Afin d'illustrer ces exigences de neutralité sans lesquelles des organismes internationaux comme la Croix
Rouge ou le Croissant Rouge n'existeraient pas, le plus simple est d'en revenir au Serment d'Hippocrate, que
tout médecin est tenu de professer lors de la soutenance de son doctorat dans tous les pays du monde civilisé. Il
dit ceci : «Tout ce que je verrai ou entendrai au cours du traitement, ou même en dehors du traitement,
concernant la vie des gens, si cela ne doit jamais être répété au-dehors, je le tairai, considérant que de telles
choses sont secrètes.»
Il y a donc déjà là une disposition, un état d'esprit, concernant la vie des gens, que le médecin, de par sa
profession, ne doive pas révéler.
Maintenant le médecin est tenu d'apporter son aide à la justice lorsque celle-ci la mande pour l'établissement de
la vérité, en particulier celle concernant des crimes; tout dépend donc de ce qu'on appelle crime, dans le droit
pénal, il s'agit de l'assassinat, du meurtre, du viol, et des homicides sans l'intention de la donner, la torture;
c'est-à-dire les agressions contre l'intégrité physique de la personne pour lesquelles l'appel à la médecine légale
peut être requis.
Naturellement les diagnostics d'infraction vaginale ou anale ne font pas partie, hors les cas de viol, du
répertoire.
Pourtant depuis des années le médecin en Tunisie a choisi de collaborer à l'établissement d'expertises qui ne
sont normalement pas de son ressort, et sans doute dans la plupart des cas avec une bienveillance en
contradiction flagrante avec les exigences du serment que l'expert est tenu de respecter. Mais c'était un temps
où l'évolution de la société n'était nullement menacée par le retour à des pratiques d'un autre âge, comme la
police des mœurs, l'excision des filles, les violations de la vie privée d'ordre religieux sous couvert de
procédures judiciaires.
Aujourd'hui ce n'est plus le cas et le médecin est désormais tenu de refuser les expertises judiciaires hors du
cadre reconnu de l'exercice professionnel, et c'est au Conseil de l'Ordre des Médecins de veiller à ce qu'il en
soit ainsi.
En effet un refus non justifié d'une réquisition par la justice de la part d'un médecin peut lui valoir des
sanctions pénales et c'est justement pourquoi l'instance ordinale est tenue de clarifier sa position vis-à-vis du
pouvoir judiciaire.
C'est bien beau de dire que l'article 230 du code pénal doive être supprimé. Mais le législateur traîne les pieds
depuis le temps pour des raisons purement politiques qui n'ont rien à voir avec les nécessités d'instaurer des
lois conformes aux exigences de la modernité, et qui ont trait à la survie de la coalition parlementaire
actuellement au pouvoir.
Selon un communiqué de Human Rights Watch, de mars 2016, «l'Ordre des Médecins devrait émettre une
circulaire ordonnant à tous les médecins de ne pas prendre part à des examens anaux, la pratique de ceux-ci
constituant une violation de l'éthique médicale».

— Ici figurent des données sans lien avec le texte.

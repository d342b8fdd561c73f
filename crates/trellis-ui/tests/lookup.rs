//! Autocomplete lookups: superseded requests, caching, failures and choosing
//! a result from the menu.

use std::sync::Arc;
use std::time::Duration;

use trellis_core::{RenderTarget, RequestError};
use trellis_test_utils::{MockDocument, MockRequestSource};
use trellis_ui::{
    Key, KeyEvent, LookupWidget, OptionConfig, OptionWidget, TextInputConfig, UiContext,
};

type Names = Vec<String>;

fn names(values: &[&str]) -> Names {
    values.iter().map(|v| v.to_string()).collect()
}

fn setup() -> (Arc<MockDocument>, MockRequestSource<Names>, LookupWidget<String, Names>) {
    let doc = Arc::new(MockDocument::new());
    let ctx = UiContext::new(doc.clone());
    let source = MockRequestSource::new();
    let widget = LookupWidget::new(
        &ctx,
        TextInputConfig::default(),
        source.clone(),
        |ctx: &UiContext, names: &Names| {
            names
                .iter()
                .map(|n| OptionWidget::new(ctx, n.clone(), OptionConfig::labeled(n.as_str())))
                .collect()
        },
    );
    (doc, source, widget)
}

fn focused(widget: &mut LookupWidget<String, Names>) {
    widget.input().focus();
    widget.handle_focus();
}

#[test]
fn test_superseded_response_discarded() {
    let (_doc, source, mut widget) = setup();
    focused(&mut widget);

    widget.edited("cat");
    assert_eq!(source.in_flight(), names(&["cat"]));
    assert!(widget.input().is_pending());

    widget.edited("dog");
    assert_eq!(source.in_flight(), names(&["dog"]));
    assert_eq!(source.cancelled(), names(&["cat"]));

    source.respond("cat", Ok(names(&["catfish"])));
    assert!(!widget.poll_lookup());
    assert!(!widget.menu().is_visible());
    assert!(widget.menu().select().is_empty());

    source.respond("dog", Ok(names(&["dogfish", "doge"])));
    assert!(widget.poll_lookup());
    assert!(!widget.input().is_pending());
    assert!(widget.menu().is_visible());

    let labels: Vec<&str> = widget
        .menu()
        .select()
        .items()
        .iter()
        .filter_map(|o| o.label())
        .collect();
    assert_eq!(labels, vec!["dogfish", "doge"]);
    let first = widget.menu().select().first_selectable_item();
    assert_eq!(widget.menu().select().selected_item(), first);
    assert_eq!(widget.menu().select().highlighted_item(), first);
}

#[test]
fn test_cached_query_needs_no_request() {
    let (_doc, source, mut widget) = setup();
    focused(&mut widget);

    widget.edited("cat");
    source.respond("cat", Ok(names(&["catfish"])));
    widget.poll_lookup();
    widget.edited("ca");
    widget.edited("cat");

    assert_eq!(source.issued(), names(&["cat", "ca"]));
    assert_eq!(source.cancelled(), names(&["ca"]));
    assert!(widget.coordinator().cached("cat").is_some());
    assert!(widget.menu().is_visible());
    assert!(!widget.input().is_pending());
}

#[test]
fn test_failure_means_no_results() {
    let (_doc, source, mut widget) = setup();
    focused(&mut widget);

    widget.edited("cat");
    source.respond(
        "cat",
        Err(RequestError::Failed {
            message: "offline".into(),
        }),
    );
    assert!(widget.poll_lookup());

    assert!(!widget.input().is_pending());
    assert!(!widget.menu().is_visible());
    assert!(widget.coordinator().cached("cat").is_none());
}

#[test]
fn test_unfocused_input_does_not_look_up() {
    let (_doc, source, mut widget) = setup();

    widget.edited("cat");
    assert!(source.issued().is_empty());
    assert!(!widget.menu().is_visible());
}

#[test]
fn test_blur_hides_menu() {
    let (_doc, source, mut widget) = setup();
    focused(&mut widget);
    widget.edited("dog");
    source.respond("dog", Ok(names(&["dogfish"])));
    widget.poll_lookup();
    assert!(widget.menu().is_visible());

    widget.handle_blur();
    assert!(!widget.menu().is_visible());
}

#[test]
fn test_choosing_copies_label_without_lookup() {
    let (_doc, source, mut widget) = setup();
    focused(&mut widget);
    widget.edited("dog");
    source.respond("dog", Ok(names(&["dogfish", "doge"])));
    widget.poll_lookup();

    assert!(widget.handle_key(&KeyEvent::new(Key::Down)));
    assert!(widget.handle_key(&KeyEvent::new(Key::Enter)));

    assert_eq!(widget.value(), "doge");
    assert_eq!(source.issued(), names(&["dog"]));
    assert!(widget.menu().is_flashing());

    widget.update(Duration::from_millis(100));
    widget.update(Duration::from_millis(100));
    assert!(!widget.menu().is_visible());
}

#[test]
fn test_menu_cleared_while_request_in_flight() {
    let (_doc, source, mut widget) = setup();
    focused(&mut widget);
    widget.edited("cat");
    source.respond("cat", Ok(names(&["catfish"])));
    widget.poll_lookup();
    assert!(widget.menu().is_visible());

    widget.edited("dog");
    assert_eq!(source.in_flight(), names(&["dog"]));
    assert!(!widget.menu().is_visible());
    assert!(widget.menu().select().is_empty());

    // Enter has nothing stale to choose.
    widget.handle_key(&KeyEvent::new(Key::Enter));
    assert!(!widget.menu().is_flashing());
    assert_eq!(widget.value(), "dog");

    // Refocusing with the same query keeps waiting on the same request.
    widget.handle_focus();
    assert_eq!(source.issued(), names(&["cat", "dog"]));
    assert!(widget.menu().select().is_empty());
}

#[test]
fn test_unfocused_change_cancels_lookup() {
    let (doc, source, mut widget) = setup();
    focused(&mut widget);
    widget.edited("cat");
    assert!(widget.input().is_pending());

    doc.blur(widget.input().input().node());
    widget.handle_blur();
    widget.edited("ca");

    assert_eq!(source.cancelled(), names(&["cat"]));
    assert!(source.in_flight().is_empty());
    assert!(!widget.coordinator().is_in_flight());
    assert!(!widget.input().is_pending());
    assert!(!widget.menu().is_visible());
}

On voit donc que la prise de position de l'Ordre des Médecins sur la question est nettement en retrait par
rapport aux exigences de l'éthique médicale, elle fait endosser la responsabilité du consentement de l'examen
au seul suspect et se désintéresse complètement du sort de ceux parmi ses membres qui par conscience
refuseraient de se prêter à un détournement vers des considérations politiques ou judiciaires qui ne constituent
raisonnablement pas la raison d'être de leur profession.